▼
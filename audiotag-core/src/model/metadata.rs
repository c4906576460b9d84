// audiotag
// Copyright (c) 2026 The audiotag developers.
//
// This Source Code Form is subject to the terms of the Mozilla Public
// License, v. 2.0. If a copy of the MPL was not distributed with this
// file, You can obtain one at https://mozilla.org/MPL/2.0/.

//! [`AudioMetadata`] and [`AudioFileInfo`]: the container-agnostic scalar record plus chapters.

use std::collections::HashMap;

use super::{Artwork, AudioTimestamp, ChapterList, SynchronizedLyrics};

/// Opaque binary data tagged with an owner identifier (ID3v2 `PRIV`).
#[derive(Debug, Clone, PartialEq)]
pub struct PrivateData {
    pub owner: String,
    pub data: Vec<u8>,
}

/// Opaque binary data tagged with an owner identifier (ID3v2 `UFID`).
#[derive(Debug, Clone, PartialEq)]
pub struct UniqueFileIdentifier {
    pub owner: String,
    pub data: Vec<u8>,
}

/// The closed set of typed URL slots an `AudioMetadata` carries alongside its custom URL map.
#[derive(Debug, Clone, Copy, PartialEq, Eq, Hash)]
pub enum UrlKind {
    Artist,
    AudioSource,
    AudioFile,
    Publisher,
    Commercial,
}

#[derive(Debug, Clone, Default, PartialEq)]
pub struct AudioMetadata {
    pub title: Option<String>,
    pub artist: Option<String>,
    pub album: Option<String>,
    pub genre: Option<String>,
    pub year: Option<String>,
    pub track_number: Option<u32>,
    pub disc_number: Option<u32>,
    pub composer: Option<String>,
    pub album_artist: Option<String>,
    pub publisher: Option<String>,
    pub copyright: Option<String>,
    pub encoder: Option<String>,
    pub comment: Option<String>,
    pub bpm: Option<u32>,
    pub key: Option<String>,
    pub language: Option<String>,
    pub isrc: Option<String>,

    pub artwork: Option<Artwork>,
    pub unsynchronized_lyrics: Option<String>,
    pub synchronized_lyrics: Vec<SynchronizedLyrics>,

    pub urls: HashMap<UrlKind, String>,
    pub custom_urls: HashMap<String, String>,
    pub custom_text: HashMap<String, String>,

    pub private_data: Vec<PrivateData>,
    pub unique_file_identifiers: Vec<UniqueFileIdentifier>,

    pub play_count: Option<u64>,
    /// 0-255, matching the ID3v2 `POPM` rating byte.
    pub rating: Option<u8>,
}

impl AudioMetadata {
    pub fn new() -> Self {
        AudioMetadata::default()
    }
}

/// [`AudioMetadata`] plus a [`ChapterList`] plus an optional total duration.
#[derive(Debug, Clone, Default, PartialEq)]
pub struct AudioFileInfo {
    pub metadata: AudioMetadata,
    pub chapters: ChapterList,
    pub duration: Option<AudioTimestamp>,
}

impl AudioFileInfo {
    pub fn new() -> Self {
        AudioFileInfo::default()
    }
}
▲
Required action ::
Select all lines in the listing that include the word "AudioFileInfo".

Solution to this problem ::
//! [`AudioMetadata`] and [`AudioFileInfo`]: the container-agnostic scalar record plus chapters.
pub struct AudioFileInfo {
impl AudioFileInfo {
        AudioFileInfo::default()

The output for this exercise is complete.